## Information
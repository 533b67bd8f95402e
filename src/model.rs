//! Closed types for everything that crosses a phase boundary.
//!
//! Model replies are parsed into `serde_json::Value` first and then validated
//! into these types; untyped data never leaves a phase except the explicit
//! pass-through map on [`Constraints`].

use std::fmt;
use std::path::{Path, PathBuf};

use serde::Serialize;
use serde_json::{Map, Value};

use crate::errors::SchemaError;

/// Name of a JSON value's type, for error messages.
pub fn json_type_name(value: &Value) -> &'static str {
    match value {
        Value::Null => "null",
        Value::Bool(_) => "boolean",
        Value::Number(_) => "number",
        Value::String(_) => "string",
        Value::Array(_) => "array",
        Value::Object(_) => "object",
    }
}

fn as_object<'a>(value: &'a Value) -> Result<&'a Map<String, Value>, SchemaError> {
    value.as_object().ok_or(SchemaError::WrongType {
        field: "<root>".into(),
        expected: "object",
        actual: json_type_name(value),
    })
}

fn required_str(obj: &Map<String, Value>, field: &'static str) -> Result<String, SchemaError> {
    match obj.get(field) {
        None | Some(Value::Null) => Err(SchemaError::MissingField(field)),
        Some(Value::String(s)) => Ok(s.clone()),
        Some(other) => Err(SchemaError::WrongType {
            field: field.into(),
            expected: "string",
            actual: json_type_name(other),
        }),
    }
}

fn required_bool(obj: &Map<String, Value>, field: &'static str) -> Result<bool, SchemaError> {
    match obj.get(field) {
        None | Some(Value::Null) => Err(SchemaError::MissingField(field)),
        Some(Value::Bool(b)) => Ok(*b),
        Some(other) => Err(SchemaError::WrongType {
            field: field.into(),
            expected: "boolean",
            actual: json_type_name(other),
        }),
    }
}

/// Structured form of the user's request.
#[derive(Debug, Clone, PartialEq, Serialize)]
#[serde(rename_all = "camelCase")]
pub struct Constraints {
    pub project_name: String,
    pub non_destructive: bool,
    pub wants_new_agent: bool,
    #[serde(skip_serializing_if = "Option::is_none")]
    pub brief: Option<String>,
    /// Any other keys the model returned, passed through unvalidated.
    #[serde(flatten)]
    pub extra: Map<String, Value>,
}

impl Constraints {
    const KNOWN: [&'static str; 4] = ["projectName", "nonDestructive", "wantsNewAgent", "brief"];

    pub fn from_value(value: &Value) -> Result<Self, SchemaError> {
        let obj = as_object(value)?;
        let project_name = required_str(obj, "projectName")?;
        let non_destructive = required_bool(obj, "nonDestructive")?;
        let wants_new_agent = required_bool(obj, "wantsNewAgent")?;
        let brief = match obj.get("brief") {
            None | Some(Value::Null) => None,
            Some(Value::String(s)) => Some(s.clone()),
            Some(other) => {
                return Err(SchemaError::WrongType {
                    field: "brief".into(),
                    expected: "string",
                    actual: json_type_name(other),
                });
            }
        };
        let extra = obj
            .iter()
            .filter(|(k, _)| !Self::KNOWN.contains(&k.as_str()))
            .map(|(k, v)| (k.clone(), v.clone()))
            .collect();

        Ok(Self {
            project_name,
            non_destructive,
            wants_new_agent,
            brief,
            extra,
        })
    }

    /// Pretty JSON used when the constraints are quoted back into a prompt.
    pub fn to_prompt_json(&self) -> String {
        serde_json::to_string_pretty(self).unwrap_or_else(|_| format!("{:?}", self))
    }
}

/// Ordered, non-empty, bounded list of short imperative tasks.
#[derive(Debug, Clone, PartialEq, Eq)]
pub struct TaskList(Vec<String>);

impl TaskList {
    /// Validate a list. More than `max` entries is an error, never a truncation.
    pub fn new(tasks: Vec<String>, max: usize) -> Result<Self, SchemaError> {
        let tasks: Vec<String> = tasks
            .into_iter()
            .map(|t| t.trim().to_string())
            .filter(|t| !t.is_empty())
            .collect();
        if tasks.is_empty() {
            return Err(SchemaError::EmptyList);
        }
        if tasks.len() > max {
            return Err(SchemaError::TooManyEntries {
                count: tasks.len(),
                max,
            });
        }
        Ok(Self(tasks))
    }

    pub fn as_slice(&self) -> &[String] {
        &self.0
    }

    pub fn len(&self) -> usize {
        self.0.len()
    }

    pub fn is_empty(&self) -> bool {
        self.0.is_empty()
    }

    pub fn iter(&self) -> impl Iterator<Item = &String> {
        self.0.iter()
    }

    /// Render as a `- ` bullet list, one task per line.
    pub fn to_bullets(&self) -> String {
        self.0
            .iter()
            .map(|t| format!("- {}", t))
            .collect::<Vec<_>>()
            .join("\n")
    }
}

/// A class name matching `[A-Z][A-Za-z0-9]+`.
#[derive(Debug, Clone, PartialEq, Eq, Hash)]
pub struct ClassName(String);

impl ClassName {
    pub fn parse(raw: &str) -> Result<Self, SchemaError> {
        let mut chars = raw.chars();
        let valid = match chars.next() {
            Some(first) if first.is_ascii_uppercase() => {
                let rest = chars.as_str();
                !rest.is_empty() && rest.chars().all(|c| c.is_ascii_alphanumeric())
            }
            _ => false,
        };
        if valid {
            Ok(Self(raw.to_string()))
        } else {
            Err(SchemaError::InvalidClassName(raw.to_string()))
        }
    }

    pub fn as_str(&self) -> &str {
        &self.0
    }

    /// Module file name for this class, e.g. `SampleAgent` -> `sampleagent.py`.
    pub fn module_file_name(&self) -> String {
        format!("{}.py", self.0.to_lowercase())
    }
}

impl fmt::Display for ClassName {
    fn fmt(&self, f: &mut fmt::Formatter<'_>) -> fmt::Result {
        f.write_str(&self.0)
    }
}

/// Description of one new source artifact.
#[derive(Debug, Clone, PartialEq, Eq)]
pub struct ArtifactSpec {
    /// Path relative to the working tree. Always derived from the class name.
    pub file: PathBuf,
    pub class_name: ClassName,
    /// A complete `def`/`async def` header ending in `:`.
    pub run_signature: String,
    pub purpose: String,
}

impl ArtifactSpec {
    pub fn new(
        class_name: ClassName,
        run_signature: &str,
        purpose: &str,
        artifact_dir: &Path,
    ) -> Result<Self, SchemaError> {
        let run_signature = normalize_signature(run_signature)?;
        let file = artifact_dir.join(class_name.module_file_name());
        Ok(Self {
            file,
            class_name,
            run_signature,
            purpose: purpose.trim().to_string(),
        })
    }

    /// Validate a model reply. Any `file` key in the reply is ignored.
    pub fn from_value(value: &Value, artifact_dir: &Path) -> Result<Self, SchemaError> {
        let obj = as_object(value)?;
        let class_name = ClassName::parse(required_str(obj, "className")?.trim())?;
        let run_signature = required_str(obj, "runSignature")?;
        let purpose = required_str(obj, "purpose")?;
        Self::new(class_name, &run_signature, &purpose, artifact_dir)
    }

    /// `file` with forward slashes, as shown in recaps and diffs.
    pub fn display_path(&self) -> String {
        self.file
            .components()
            .map(|c| c.as_os_str().to_string_lossy().into_owned())
            .collect::<Vec<_>>()
            .join("/")
    }
}

fn normalize_signature(raw: &str) -> Result<String, SchemaError> {
    let mut sig = raw.trim().trim_end_matches(':').trim_end().to_string();
    if sig.is_empty() {
        return Err(SchemaError::MissingField("runSignature"));
    }
    if !(sig.starts_with("def ") || sig.starts_with("async def ")) {
        sig = format!("def {}", sig);
    }
    sig.push(':');
    Ok(sig)
}

/// Outcome of feature design.
#[derive(Debug, Clone, PartialEq, Eq)]
pub enum FeatureSpec {
    /// The user opted out of a new artifact.
    Declined,
    NewArtifact(ArtifactSpec),
}

impl FeatureSpec {
    pub fn artifact(&self) -> Option<&ArtifactSpec> {
        match self {
            FeatureSpec::Declined => None,
            FeatureSpec::NewArtifact(spec) => Some(spec),
        }
    }
}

## Task item
Retype everything in the material above exactly.

## Exercise response
repository 533b67bd8f95402e
filename src/model.rs
//! Closed types for everything that crosses a phase boundary.
//!
//! Model replies are parsed into `serde_json::Value` first and then validated
//! into these types; untyped data never leaves a phase except the explicit
//! pass-through map on [`Constraints`].

use std::fmt;
use std::path::{Path, PathBuf};

use serde::Serialize;
use serde_json::{Map, Value};

use crate::errors::SchemaError;

/// Name of a JSON value's type, for error messages.
pub fn json_type_name(value: &Value) -> &'static str {
    match value {
        Value::Null => "null",
        Value::Bool(_) => "boolean",
        Value::Number(_) => "number",
        Value::String(_) => "string",
        Value::Array(_) => "array",
        Value::Object(_) => "object",
    }
}

fn as_object<'a>(value: &'a Value) -> Result<&'a Map<String, Value>, SchemaError> {
    value.as_object().ok_or(SchemaError::WrongType {
        field: "<root>".into(),
        expected: "object",
        actual: json_type_name(value),
    })
}

fn required_str(obj: &Map<String, Value>, field: &'static str) -> Result<String, SchemaError> {
    match obj.get(field) {
        None | Some(Value::Null) => Err(SchemaError::MissingField(field)),
        Some(Value::String(s)) => Ok(s.clone()),
        Some(other) => Err(SchemaError::WrongType {
            field: field.into(),
            expected: "string",
            actual: json_type_name(other),
        }),
    }
}

fn required_bool(obj: &Map<String, Value>, field: &'static str) -> Result<bool, SchemaError> {
    match obj.get(field) {
        None | Some(Value::Null) => Err(SchemaError::MissingField(field)),
        Some(Value::Bool(b)) => Ok(*b),
        Some(other) => Err(SchemaError::WrongType {
            field: field.into(),
            expected: "boolean",
            actual: json_type_name(other),
        }),
    }
}

/// Structured form of the user's request.
#[derive(Debug, Clone, PartialEq, Serialize)]
#[serde(rename_all = "camelCase")]
pub struct Constraints {
    pub project_name: String,
    pub non_destructive: bool,
    pub wants_new_agent: bool,
    #[serde(skip_serializing_if = "Option::is_none")]
    pub brief: Option<String>,
    /// Any other keys the model returned, passed through unvalidated.
    #[serde(flatten)]
    pub extra: Map<String, Value>,
}

impl Constraints {
    const KNOWN: [&'static str; 4] = ["projectName", "nonDestructive", "wantsNewAgent", "brief"];

    pub fn from_value(value: &Value) -> Result<Self, SchemaError> {
        let obj = as_object(value)?;
        let project_name = required_str(obj, "projectName")?;
        let non_destructive = required_bool(obj, "nonDestructive")?;
        let wants_new_agent = required_bool(obj, "wantsNewAgent")?;
        let brief = match obj.get("brief") {
            None | Some(Value::Null) => None,
            Some(Value::String(s)) => Some(s.clone()),
            Some(other) => {
                return Err(SchemaError::WrongType {
                    field: "brief".into(),
                    expected: "string",
                    actual: json_type_name(other),
                });
            }
        };
        let extra = obj
            .iter()
            .filter(|(k, _)| !Self::KNOWN.contains(&k.as_str()))
            .map(|(k, v)| (k.clone(), v.clone()))
            .collect();

        Ok(Self {
            project_name,
            non_destructive,
            wants_new_agent,
            brief,
            extra,
        })
    }

    /// Pretty JSON used when the constraints are quoted back into a prompt.
    pub fn to_prompt_json(&self) -> String {
        serde_json::to_string_pretty(self).unwrap_or_else(|_| format!("{:?}", self))
    }
}

/// Ordered, non-empty, bounded list of short imperative tasks.
#[derive(Debug, Clone, PartialEq, Eq)]
pub struct TaskList(Vec<String>);

impl TaskList {
    /// Validate a list. More than `max` entries is an error, never a truncation.
    pub fn new(tasks: Vec<String>, max: usize) -> Result<Self, SchemaError> {
        let tasks: Vec<String> = tasks
            .into_iter()
            .map(|t| t.trim().to_string())
            .filter(|t| !t.is_empty())
            .collect();
        if tasks.is_empty() {
            return Err(SchemaError::EmptyList);
        }
        if tasks.len() > max {
            return Err(SchemaError::TooManyEntries {
                count: tasks.len(),
                max,
            });
        }
        Ok(Self(tasks))
    }

    pub fn as_slice(&self) -> &[String] {
        &self.0
    }

    pub fn len(&self) -> usize {
        self.0.len()
    }

    pub fn is_empty(&self) -> bool {
        self.0.is_empty()
    }

    pub fn iter(&self) -> impl Iterator<Item = &String> {
        self.0.iter()
    }

    /// Render as a `- ` bullet list, one task per line.
    pub fn to_bullets(&self) -> String {
        self.0
            .iter()
            .map(|t| format!("- {}", t))
            .collect::<Vec<_>>()
            .join("\n")
    }
}

/// A class name matching `[A-Z][A-Za-z0-9]+`.
#[derive(Debug, Clone, PartialEq, Eq, Hash)]
pub struct ClassName(String);

impl ClassName {
    pub fn parse(raw: &str) -> Result<Self, SchemaError> {
        let mut chars = raw.chars();
        let valid = match chars.next() {
            Some(first) if first.is_ascii_uppercase() => {
                let rest = chars.as_str();
                !rest.is_empty() && rest.chars().all(|c| c.is_ascii_alphanumeric())
            }
            _ => false,
        };
        if valid {
            Ok(Self(raw.to_string()))
        } else {
            Err(SchemaError::InvalidClassName(raw.to_string()))
        }
    }

    pub fn as_str(&self) -> &str {
        &self.0
    }

    /// Module file name for this class, e.g. `SampleAgent` -> `sampleagent.py`.
    pub fn module_file_name(&self) -> String {
        format!("{}.py", self.0.to_lowercase())
    }
}

impl fmt::Display for ClassName {
    fn fmt(&self, f: &mut fmt::Formatter<'_>) -> fmt::Result {
        f.write_str(&self.0)
    }
}

/// Description of one new source artifact.
#[derive(Debug, Clone, PartialEq, Eq)]
pub struct ArtifactSpec {
    /// Path relative to the working tree. Always derived from the class name.
    pub file: PathBuf,
    pub class_name: ClassName,
    /// A complete `def`/`async def` header ending in `:`.
    pub run_signature: String,
    pub purpose: String,
}

impl ArtifactSpec {
    pub fn new(
        class_name: ClassName,
        run_signature: &str,
        purpose: &str,
        artifact_dir: &Path,
    ) -> Result<Self, SchemaError> {
        let run_signature = normalize_signature(run_signature)?;
        let file = artifact_dir.join(class_name.module_file_name());
        Ok(Self {
            file,
            class_name,
            run_signature,
            purpose: purpose.trim().to_string(),
        })
    }

    /// Validate a model reply. Any `file` key in the reply is ignored.
    pub fn from_value(value: &Value, artifact_dir: &Path) -> Result<Self, SchemaError> {
        let obj = as_object(value)?;
        let class_name = ClassName::parse(required_str(obj, "className")?.trim())?;
        let run_signature = required_str(obj, "runSignature")?;
        let purpose = required_str(obj, "purpose")?;
        Self::new(class_name, &run_signature, &purpose, artifact_dir)
    }

    /// `file` with forward slashes, as shown in recaps and diffs.
    pub fn display_path(&self) -> String {
        self.file
            .components()
            .map(|c| c.as_os_str().to_string_lossy().into_owned())
            .collect::<Vec<_>>()
            .join("/")
    }
}

fn normalize_signature(raw: &str) -> Result<String, SchemaError> {
    let mut sig = raw.trim().trim_end_matches(':').trim_end().to_string();
    if sig.is_empty() {
        return Err(SchemaError::MissingField("runSignature"));
    }
    if !(sig.starts_with("def ") || sig.starts_with("async def ")) {
        sig = format!("def {}", sig);
    }
    sig.push(':');
    Ok(sig)
}

/// Outcome of feature design.
#[derive(Debug, Clone, PartialEq, Eq)]
pub enum FeatureSpec {
    /// The user opted out of a new artifact.
    Declined,
    NewArtifact(ArtifactSpec),
}

impl FeatureSpec {
    pub fn artifact(&self) -> Option<&ArtifactSpec> {
        match self {
            FeatureSpec::Declined => None,
            FeatureSpec::NewArtifact(spec) => Some(spec),
        }
    }
}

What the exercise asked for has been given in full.